Ingat, bahwa “kesombongan” adalah salah satu benih keburukan yang selalu ditebarkan oleh syetan secara terus-menerus dan tanpa henti. Membisikkan sesuatu ke telinga manusia menjadi pekerjaan rutin mereka sehari-hari, termasuk bagaimana mereka dengan lihainya mendukung statement bernada sanjungan tersebut. “Maka janganlah kamu mengatakan dirimu suci. Dialah yang paling mengetahui tentang orang yang bertakwa” (QS An-Najm : 32). Ayat ini hendak menjelaskan kepada kita bahwa janganlah kita menganggap diri kita sendiri sudah suci lalu menyanjungnya di depan orang lain. Hanya Allah SWT yang Maha Mengetahui perilaku dan niat hamba-Nya.

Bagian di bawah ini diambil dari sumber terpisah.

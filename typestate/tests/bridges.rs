use typestate::{transition, typestate};

typestate! {
    name: AuthFlow,
    states: [Anonymous, Authenticated],
    transitions: {
        Anonymous -> Authenticated,
    },
    bridges: {
        Authenticated -> Session::Active,
    },
}

typestate! {
    name: Session,
    states: [Active, Expired],
    transitions: {
        Active -> Expired,
    },
}

#[transition]
fn log_in(visitor: Anonymous) -> Authenticated {
    let _ = visitor;
    Authenticated
}

// Crosses from AuthFlow into Session over the declared bridge.
#[transition]
fn establish(user: Authenticated) -> Active {
    let _ = user;
    Active
}

#[transition]
fn expire(session: Active) -> Expired {
    let _ = session;
    Expired
}

#[test]
fn bridged_transitions_cross_graphs() {
    let visitor = Anonymous;
    let user = log_in(visitor);
    let session = establish(user);
    let _expired = expire(session);
}

#[test]
fn definition_records_the_bridge() {
    let def = AuthFlowState::DEFINITION;
    assert_eq!(def.bridges.len(), 1);
    let bridge = &def.bridges[0];
    assert_eq!(bridge.from, "Authenticated");
    assert_eq!(bridge.graph, "Session");
    assert_eq!(bridge.state, "Active");
    assert!(!bridge.wildcard);
}
//! The `codegen` command: a textual preview of the generated artifacts.
//!
//! Renders, for every registered graph, what the macro would emit — state
//! types, discriminator enum, union type, introspection impls, and branch
//! sums — as plain Rust text. The preview reflects the merged view of each
//! graph.

use std::fmt::Write;

use typestate_core::{Graph, Registry, TypestateError};

pub fn render(registry: &Registry) -> Result<String, TypestateError> {
    let mut out = String::new();
    for graph in registry.graphs() {
        if graph.states.is_empty() {
            return Err(TypestateError::EmptyGraph {
                graph: graph.name.clone(),
            });
        }
        render_graph(&mut out, graph);
    }
    Ok(out)
}

fn value_derive(graph: &Graph) -> &'static str {
    if graph.consume_on_transition {
        "#[derive(Debug, PartialEq, Eq)]"
    } else {
        "#[derive(Debug, Clone, Copy, PartialEq, Eq)]"
    }
}

fn render_graph(out: &mut String, graph: &Graph) {
    let name = &graph.name;
    let derive = value_derive(graph);

    let _ = writeln!(out, "// ===== typestate {name} =====");
    let _ = writeln!(out);

    for state in graph.state_names() {
        let _ = writeln!(out, "{derive}");
        let _ = writeln!(out, "pub struct {state};");
        let _ = writeln!(out);
    }

    let _ = writeln!(out, "#[derive(Debug, Clone, Copy, PartialEq, Eq, Hash)]");
    let _ = writeln!(out, "pub enum {name}State {{");
    for state in graph.state_names() {
        let _ = writeln!(out, "    {state},");
    }
    let _ = writeln!(out, "}}");
    let _ = writeln!(out);

    let _ = writeln!(out, "{derive}");
    let _ = writeln!(out, "pub enum {name}States {{");
    for state in graph.state_names() {
        let _ = writeln!(out, "    {state}({state}),");
    }
    let _ = writeln!(out, "}}");
    let _ = writeln!(out);

    for state in graph.state_names() {
        let _ = writeln!(out, "impl Typestate for {state} {{");
        let _ = writeln!(out, "    type Discriminant = {name}State;");
        let _ = writeln!(out, "    const STATE_NAME: &'static str = \"{state}\";");
        let _ = writeln!(
            out,
            "    fn discriminant(&self) -> {name}State {{ {name}State::{state} }}"
        );
        let _ = writeln!(out, "}}");
        let _ = writeln!(out);
    }

    for transition in &graph.transitions {
        let Some(branch) = &transition.branch else {
            continue;
        };
        let _ = writeln!(out, "{derive}");
        let _ = writeln!(out, "pub enum {branch} {{");
        for dest in &transition.to {
            let _ = writeln!(out, "    {dest}({dest}),");
        }
        let _ = writeln!(out, "}}");
        let _ = writeln!(out);
        for dest in &transition.to {
            let _ = writeln!(out, "impl From<{dest}> for {branch} {{ /* injector */ }}");
        }
        let _ = writeln!(out);
    }
}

Klaim bahwa kita telah menjadi anak sholeh atau sholehah selain merupakan self-claim yang berlebihan dan dapat menjerumuskan diri pada kesombongan (padahal kesombongan itu hanya milik-Nya), juga perlu dibuktikan keabsahannya kalau memang demikian. Mengapa kita sampai terang-terangan mengatakan demikian ?. Bercandakah kata-kata itu ?. Saya yakin tidak, apalagi dengan bercanda, tentu tingkat dosanya makin tinggi di hadapan Allah SWT.
Pertanyaannya, apa betul kita sudah menjadi anak sholeh/sholehah ?. Ukurannya dari mana ?. Apakah benar kita telah mengabdi dan berbakti sepenuhnya kepada kedua orang tua kita ?. Apakah kedua orang tua kita juga sudah mengakui bahwa kita adalah anak mereka yang sholeh dan sholehah ?. Jangan-jangan orang tua kita berpandangan lain. Mereka mungkin masih melihat kita sebagai anak yang kurang ajar dan kurang penurut. Bagaimana kemudian klaim anak sholeh atau sholehah menjadi terbukti ?.

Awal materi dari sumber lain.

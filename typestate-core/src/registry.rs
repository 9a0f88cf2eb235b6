//! Compile-time registry of typestate graphs.
//!
//! One registry lives for the duration of a compilation (the macro keeps it
//! in a process-wide static; the offline tool builds a fresh one per
//! invocation). Registration is the only mutation: a graph is inserted, or
//! merged with an existing unsealed graph of the same name, and is read-only
//! afterwards. Merging is copy-on-write — the merged candidate is validated
//! in full before it replaces the previous entry, so a failed merge leaves
//! no partial state behind.

use indexmap::IndexMap;

use crate::error::TypestateError;
use crate::graph::Graph;

/// Outcome of a successful [`Registry::register`].
#[derive(Debug, Clone, Copy, PartialEq, Eq)]
pub enum Registered {
    /// The graph name was not present before.
    Fresh,
    /// The graph was merged into an existing unsealed graph of the same name.
    Merged,
}

/// Keyed store of graphs with sealing and extension semantics.
#[derive(Debug, Clone, Default)]
pub struct Registry {
    graphs: IndexMap<String, Graph>,
}

impl Registry {
    pub fn new() -> Self {
        Self::default()
    }

    /// Registers a graph, merging it into an existing unsealed graph of the
    /// same name.
    ///
    /// A fresh graph is validated and inserted. Any re-registration of a
    /// sealed graph is fatal, even with an equal value. For an unsealed
    /// graph, re-registering an equal value is an idempotent no-op;
    /// otherwise the two graphs merge: union of states (duplicates are
    /// fatal), concatenated transitions (exact repeats dedup), union of
    /// bridges, agreeing `initial`/`terminal`, and `is_sealed` ORed; the
    /// remaining flags keep the first declaration's values.
    pub fn register(&mut self, graph: Graph) -> Result<Registered, TypestateError> {
        if let Some(existing) = self.graphs.get(&graph.name) {
            if existing.is_sealed {
                return Err(TypestateError::SealedExtension {
                    graph: graph.name.clone(),
                });
            }
            if *existing == graph {
                return Ok(Registered::Merged);
            }
            let merged = merge(existing, graph)?;
            merged.validate()?;
            self.graphs.insert(merged.name.clone(), merged);
            return Ok(Registered::Merged);
        }

        graph.validate()?;
        self.graphs.insert(graph.name.clone(), graph);
        Ok(Registered::Fresh)
    }

    pub fn lookup(&self, name: &str) -> Option<&Graph> {
        self.graphs.get(name)
    }

    /// The first registered graph owning a state with the given display
    /// name. Where two graphs accidentally share a state name (a malformed
    /// program), the first graph wins and validation flags the clash.
    pub fn find_owning(&self, state: &str) -> Option<&Graph> {
        self.graphs.values().find(|graph| graph.has_state(state))
    }

    pub fn graphs(&self) -> impl Iterator<Item = &Graph> {
        self.graphs.values()
    }

    pub fn len(&self) -> usize {
        self.graphs.len()
    }

    pub fn is_empty(&self) -> bool {
        self.graphs.is_empty()
    }
}

/// Produces the merged graph value, without touching the registry.
fn merge(existing: &Graph, incoming: Graph) -> Result<Graph, TypestateError> {
    let mut merged = existing.clone();

    for (_, state) in incoming.states {
        merged.add_state(state)?;
    }
    for transition in incoming.transitions {
        merged.add_transition(transition)?;
    }
    for bridge in incoming.bridges {
        merged.add_bridge(bridge);
    }

    match (&merged.initial, &incoming.initial) {
        (Some(existing_initial), Some(incoming_initial))
            if existing_initial != incoming_initial =>
        {
            return Err(TypestateError::ConflictingInitial {
                graph: merged.name.clone(),
                existing: existing_initial.clone(),
                incoming: incoming_initial.clone(),
            });
        }
        (None, Some(incoming_initial)) => merged.initial = Some(incoming_initial.clone()),
        _ => {}
    }
    match (&merged.terminal, &incoming.terminal) {
        (Some(existing_terminal), Some(incoming_terminal))
            if existing_terminal != incoming_terminal =>
        {
            return Err(TypestateError::ConflictingTerminal {
                graph: merged.name.clone(),
                existing: existing_terminal.clone(),
                incoming: incoming_terminal.clone(),
            });
        }
        (None, Some(incoming_terminal)) => merged.terminal = Some(incoming_terminal.clone()),
        _ => {}
    }

    merged.is_sealed = merged.is_sealed || incoming.is_sealed;
    Ok(merged)
}
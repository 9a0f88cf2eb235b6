//! typestate-cli — offline companion to the `typestate!` macro.
//!
//! Reconstructs typestate graphs from source text, outside compilation, and
//! either verifies them or renders them.
//!
//! # Usage
//!
//! ```bash
//! # Re-run the validation the macros perform, plus the strict sweep
//! typestate-cli verify src/
//!
//! # GraphViz rendering, one unified graph with clusters
//! typestate-cli dot src/ > typestates.dot
//!
//! # One digraph per typestate, orthogonal edges
//! typestate-cli dot --separate --splines=ortho src/
//!
//! # Preview the artifacts the macro generates
//! typestate-cli codegen src/lib.rs
//! ```
//!
//! Exit code is 0 on success and 1 on any error. Diagnostics go to stdout
//! for `verify` (they are the output) and to stderr otherwise; set
//! `RUST_LOG=typestate_cli=debug` for tracing.

use std::path::PathBuf;
use std::process;

use clap::{Parser, Subcommand};
use tracing_subscriber::EnvFilter;

mod dot;
mod parse;
mod render;
mod scan;
mod verify;

#[derive(Parser)]
#[command(name = "typestate-cli")]
#[command(version)]
#[command(about = "Verify and render typestate declarations found in Rust sources", long_about = None)]
struct Cli {
    #[command(subcommand)]
    command: Commands,
}

#[derive(Subcommand)]
enum Commands {
    /// Check every declaration and transition function, and report
    /// strict-transitions violations
    Verify {
        /// Files or directories to scan for `.rs` sources
        #[arg(required = true)]
        paths: Vec<PathBuf>,
    },

    /// Emit a GraphViz DOT rendering of the declared typestates
    Dot {
        /// Files or directories to scan for `.rs` sources
        #[arg(required = true)]
        paths: Vec<PathBuf>,

        /// One digraph per typestate instead of a unified graph
        #[arg(long)]
        separate: bool,

        /// Drop all style decoration (shapes, dashes, labels)
        #[arg(long)]
        no_style: bool,

        /// Edge routing passed through to GraphViz
        #[arg(long, value_enum)]
        splines: Option<dot::Splines>,
    },

    /// Print the artifacts the macro would generate for each typestate
    Codegen {
        /// Files or directories to scan for `.rs` sources
        #[arg(required = true)]
        paths: Vec<PathBuf>,
    },
}

fn main() {
    tracing_subscriber::fmt()
        .with_env_filter(EnvFilter::from_default_env())
        .with_writer(std::io::stderr)
        .init();

    let cli = Cli::parse();
    match run(cli) {
        Ok(code) => process::exit(code),
        Err(err) => {
            eprintln!("error: {err:#}");
            process::exit(1);
        }
    }
}

fn run(cli: Cli) -> anyhow::Result<i32> {
    match cli.command {
        Commands::Verify { paths } => {
            let units = scan::load_units(&paths)?;
            let report = verify::verify(&units);
            print!("{report}");
            Ok(if report.errors() > 0 { 1 } else { 0 })
        }
        Commands::Dot {
            paths,
            separate,
            no_style,
            splines,
        } => {
            let units = scan::load_units(&paths)?;
            let registry = verify::collect_registry(&units)?;
            let options = dot::DotOptions {
                separate,
                styled: !no_style,
                splines,
            };
            print!("{}", dot::render(&registry, &options));
            Ok(0)
        }
        Commands::Codegen { paths } => {
            let units = scan::load_units(&paths)?;
            let registry = verify::collect_registry(&units)?;
            let rendered = render::render(&registry)?;
            print!("{rendered}");
            Ok(0)
        }
    }
}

Intinya, kita mah jangan selalu menganggap diri kita suci, apalagi dengan memperlihatkan klaim tersebut di hadapan manusia. Nabi SAW sendiri sebagai orang yang maksum dan terhindar dari dosa, tidak pernah mengklaim bahwa beliau adalah anak sholeh. Ibadah malamnya yang sulit dihitung rakaatnya saja masih tawadhu dan rendah hati, sementara kita yang ibadahnya pas-pasan dan berlumuran dosa dengan gampangnya menyatakan sebagai anak sholeh atau sholehah.

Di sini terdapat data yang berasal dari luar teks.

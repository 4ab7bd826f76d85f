use crate::models::Exercise;
use chrono::{DateTime, Days, Local, NaiveDate, TimeZone};
use serde::Serialize;
use std::{collections::BTreeMap, fmt, str::FromStr};

#[derive(Debug, Clone, Copy, PartialEq, Eq, Default, Serialize)]
#[serde(rename_all = "lowercase")]
pub enum TimeRange {
    #[default]
    Week,
    Month,
    Year,
}

impl TimeRange {
    pub const ALL: [TimeRange; 3] = [TimeRange::Week, TimeRange::Month, TimeRange::Year];

    /// Days covered before today; the window also includes today itself.
    pub fn days(self) -> u64 {
        match self {
            TimeRange::Week => 7,
            TimeRange::Month => 30,
            TimeRange::Year => 365,
        }
    }

    pub fn label(self) -> &'static str {
        match self {
            TimeRange::Week => "Last 7 days",
            TimeRange::Month => "Last 30 days",
            TimeRange::Year => "Last 365 days",
        }
    }
}

impl fmt::Display for TimeRange {
    fn fmt(&self, f: &mut fmt::Formatter<'_>) -> fmt::Result {
        f.write_str(match self {
            TimeRange::Week => "week",
            TimeRange::Month => "month",
            TimeRange::Year => "year",
        })
    }
}

impl FromStr for TimeRange {
    type Err = String;

    fn from_str(value: &str) -> Result<Self, Self::Err> {
        match value.trim().to_ascii_lowercase().as_str() {
            "week" => Ok(TimeRange::Week),
            "month" => Ok(TimeRange::Month),
            "year" => Ok(TimeRange::Year),
            other => Err(format!("unknown range '{other}', expected week, month or year")),
        }
    }
}

/// Total minutes logged on one calendar day.
#[derive(Debug, Clone, PartialEq, Serialize)]
pub struct DurationBucket {
    pub date: NaiveDate,
    pub label: String,
    pub minutes: u64,
    /// Bar height relative to the busiest day, 0-100.
    pub height: f64,
}

#[derive(Debug, Clone, Copy, PartialEq, Eq, Default, Serialize)]
pub struct Summary {
    pub count: usize,
    pub total_minutes: u64,
    pub average_minutes: u64,
}

#[derive(Debug, Clone, PartialEq, Serialize)]
pub struct ProgressReport {
    pub range: TimeRange,
    pub start: NaiveDate,
    pub end: NaiveDate,
    pub series: Vec<DurationBucket>,
    pub summary: Summary,
}

pub fn aggregate(exercises: &[Exercise], range: TimeRange) -> ProgressReport {
    aggregate_at(exercises, range, &Local::now())
}

/// Buckets the exercises dated inside `range` (ending on `now`'s calendar day
/// in `now`'s time zone) and summarizes the whole list.
///
/// The summary covers every exercise passed in, not just the window.
pub fn aggregate_at<Tz: TimeZone>(
    exercises: &[Exercise],
    range: TimeRange,
    now: &DateTime<Tz>,
) -> ProgressReport {
    let zone = now.timezone();
    let end = now.date_naive();
    let start = end
        .checked_sub_days(Days::new(range.days()))
        .unwrap_or(NaiveDate::MIN);

    let mut days: BTreeMap<NaiveDate, u64> = BTreeMap::new();
    for exercise in exercises {
        let day = exercise.date.with_timezone(&zone).date_naive();
        if day < start || day > end {
            continue;
        }
        *days.entry(day).or_default() += u64::from(exercise.duration);
    }

    let busiest = days.values().copied().max().unwrap_or(0).max(1);
    let series = days
        .into_iter()
        .map(|(date, minutes)| DurationBucket {
            label: day_label(date),
            height: minutes as f64 / busiest as f64 * 100.0,
            date,
            minutes,
        })
        .collect();

    ProgressReport {
        range,
        start,
        end,
        series,
        summary: summarize(exercises),
    }
}

pub fn summarize(exercises: &[Exercise]) -> Summary {
    let count = exercises.len();
    let total_minutes: u64 = exercises.iter().map(|e| u64::from(e.duration)).sum();
    let average_minutes = if count == 0 {
        0
    } else {
        (total_minutes as f64 / count as f64).round() as u64
    };

    Summary {
        count,
        total_minutes,
        average_minutes,
    }
}

pub fn day_label(date: NaiveDate) -> String {
    date.format("%b %-d").to_string()
}
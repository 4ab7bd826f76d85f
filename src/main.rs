use exercise_tracker::{router, AppState, Config, ExerciseStore, FileStorage};
use tokio::{fs, net::TcpListener, signal};
use tracing::{debug, info, warn};
use tracing_subscriber::{fmt, EnvFilter};

#[tokio::main]
async fn main() -> Result<(), Box<dyn std::error::Error>> {
    fmt()
        .with_env_filter(EnvFilter::from_default_env().add_directive("info".parse()?))
        .init();

    let config = Config::from_env();
    fs::create_dir_all(&config.data_dir).await?;

    let storage = FileStorage::new(&config.data_dir);
    info!("storing exercises under {}", storage.dir().display());

    let mut store = ExerciseStore::open(storage);
    store.subscribe(|snapshot| debug!(count = snapshot.len(), "exercise list changed"));
    info!(count = store.len(), "loaded exercises");

    let app = router(AppState::new(store));

    let addr = config.addr();
    info!("listening on http://{addr}");
    let listener = TcpListener::bind(addr).await?;
    axum::serve(listener, app)
        .with_graceful_shutdown(shutdown_signal())
        .await?;

    Ok(())
}

async fn shutdown_signal() {
    if let Err(err) = signal::ctrl_c().await {
        warn!("failed to listen for shutdown signal: {err}");
        std::future::pending::<()>().await;
    }
    info!("shutting down");
}
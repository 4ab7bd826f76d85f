use crate::errors::AppError;
use crate::form::ExerciseForm;
use crate::history::{history_rows, HistoryRow};
use crate::models::{Exercise, ExercisePatch};
use crate::progress::{aggregate, summarize, ProgressReport, TimeRange};
use crate::state::AppState;
use crate::ui::render_index;
use axum::{
    extract::{Path, Query, State},
    http::StatusCode,
    response::Html,
    Json,
};
use chrono::{Local, Utc};
use serde::Deserialize;
use tracing::{debug, info};

#[derive(Debug, Deserialize)]
pub struct ProgressQuery {
    pub range: Option<String>,
}

pub async fn index(State(state): State<AppState>) -> Html<String> {
    let snapshot = state.snapshot().await;
    Html(render_index(Local::now().date_naive(), &summarize(&snapshot)))
}

pub async fn list_exercises(State(state): State<AppState>) -> Json<Vec<Exercise>> {
    Json(state.snapshot().await.to_vec())
}

pub async fn get_history(State(state): State<AppState>) -> Json<Vec<HistoryRow>> {
    Json(history_rows(&state.snapshot().await))
}

pub async fn get_progress(
    State(state): State<AppState>,
    Query(query): Query<ProgressQuery>,
) -> Result<Json<ProgressReport>, AppError> {
    let range = match query.range.as_deref() {
        Some(text) => text.parse::<TimeRange>().map_err(AppError::bad_request)?,
        None => TimeRange::default(),
    };

    Ok(Json(aggregate(&state.snapshot().await, range)))
}

pub async fn create_exercise(
    State(state): State<AppState>,
    Json(form): Json<ExerciseForm>,
) -> Result<(StatusCode, Json<Exercise>), AppError> {
    let exercise = form.into_exercise(Utc::now())?;

    state.store.lock().await.add_exercise(exercise.clone());
    info!(id = %exercise.id, name = %exercise.name, minutes = exercise.duration, "exercise added");

    Ok((StatusCode::CREATED, Json(exercise)))
}

pub async fn update_exercise(
    State(state): State<AppState>,
    Path(id): Path<String>,
    Json(patch): Json<ExercisePatch>,
) -> Result<StatusCode, AppError> {
    patch.validate()?;
    if !patch.is_empty() {
        state.store.lock().await.update_exercise(&id, &patch);
    }
    Ok(StatusCode::NO_CONTENT)
}

pub async fn delete_exercise(State(state): State<AppState>, Path(id): Path<String>) -> StatusCode {
    let mut store = state.store.lock().await;
    if store.get(&id).is_some() {
        store.remove_exercise(&id);
        info!(%id, "exercise removed");
    } else {
        debug!(%id, "no exercise to remove");
    }
    StatusCode::NO_CONTENT
}
//! The exercise list and its persistence.
//!
//! [`ExerciseStore`] is the only thing allowed to change the list. Every
//! mutation swaps in a freshly built sequence, writes it to the storage slot
//! and then hands the new [`Snapshot`] to each subscriber.

use crate::models::{Exercise, ExercisePatch};
use crate::storage::{load_exercises, persist_exercises, MemoryStorage, SlotStorage};
use std::{fmt, sync::Arc};
use tracing::error;

/// Immutable view of the list at one point in time.
pub type Snapshot = Arc<[Exercise]>;

type Listener = Box<dyn Fn(&Snapshot) + Send + Sync>;

#[derive(Debug, Clone, Copy, PartialEq, Eq, Hash)]
pub struct SubscriptionId(u64);

pub struct ExerciseStore {
    exercises: Snapshot,
    storage: Box<dyn SlotStorage>,
    listeners: Vec<(SubscriptionId, Listener)>,
    next_subscription: u64,
}

impl ExerciseStore {
    /// Builds the store over `storage`, rehydrating whatever the slot holds.
    pub fn open(storage: impl SlotStorage + 'static) -> Self {
        let exercises = load_exercises(&storage);
        Self {
            exercises: exercises.into(),
            storage: Box::new(storage),
            listeners: Vec::new(),
            next_subscription: 0,
        }
    }

    pub fn in_memory() -> Self {
        Self::open(MemoryStorage::new())
    }

    pub fn snapshot(&self) -> Snapshot {
        Arc::clone(&self.exercises)
    }

    pub fn get(&self, id: &str) -> Option<&Exercise> {
        self.exercises.iter().find(|exercise| exercise.id == id)
    }

    pub fn len(&self) -> usize {
        self.exercises.len()
    }

    pub fn is_empty(&self) -> bool {
        self.exercises.is_empty()
    }

    /// Appends `exercise` as the newest entry. Ids are not checked for
    /// uniqueness here.
    pub fn add_exercise(&mut self, exercise: Exercise) {
        let mut next = Vec::with_capacity(self.exercises.len() + 1);
        next.extend_from_slice(&self.exercises);
        next.push(exercise);
        self.commit(next);
    }

    /// Drops the exercise with `id`; unknown ids leave the store untouched.
    pub fn remove_exercise(&mut self, id: &str) {
        if self.get(id).is_none() {
            return;
        }
        let next = self
            .exercises
            .iter()
            .filter(|exercise| exercise.id != id)
            .cloned()
            .collect();
        self.commit(next);
    }

    /// Overwrites the fields supplied in `patch` on the exercise with `id`.
    pub fn update_exercise(&mut self, id: &str, patch: &ExercisePatch) {
        if self.get(id).is_none() {
            return;
        }
        let next = self
            .exercises
            .iter()
            .map(|exercise| {
                if exercise.id == id {
                    patch.apply(exercise)
                } else {
                    exercise.clone()
                }
            })
            .collect();
        self.commit(next);
    }

    pub fn subscribe<F>(&mut self, listener: F) -> SubscriptionId
    where
        F: Fn(&Snapshot) + Send + Sync + 'static,
    {
        let id = SubscriptionId(self.next_subscription);
        self.next_subscription += 1;
        self.listeners.push((id, Box::new(listener)));
        id
    }

    pub fn unsubscribe(&mut self, id: SubscriptionId) -> bool {
        let before = self.listeners.len();
        self.listeners.retain(|(existing, _)| *existing != id);
        self.listeners.len() != before
    }

    fn commit(&mut self, next: Vec<Exercise>) {
        self.exercises = next.into();

        // The in-memory list stays authoritative when the slot can't be written.
        if let Err(err) = persist_exercises(self.storage.as_ref(), &self.exercises) {
            error!("failed to persist exercises: {err}");
        }

        for (_, listener) in &self.listeners {
            listener(&self.exercises);
        }
    }
}

impl fmt::Debug for ExerciseStore {
    fn fmt(&self, f: &mut fmt::Formatter<'_>) -> fmt::Result {
        f.debug_struct("ExerciseStore")
            .field("exercises", &self.exercises.len())
            .field("listeners", &self.listeners.len())
            .finish()
    }
}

Perlu diingat bahwa Allah SWT itu Maha Luas dalam memberikan rizki. Tidak selalu ada kaitan antara anak sholeh atau sholehah dengan rizki yang ia dapatkan. Semua manusia telah dinyatakan dijamin kehidupannya oleh Allah SWT. Jadi berhentilah dengan kebiasaan jelek ini. Lebih baik kita mengucap rasa syukur dalam hati apabila kita merasa telah mendapatkan rizki dan karunia yang tak terduga dari-Nya.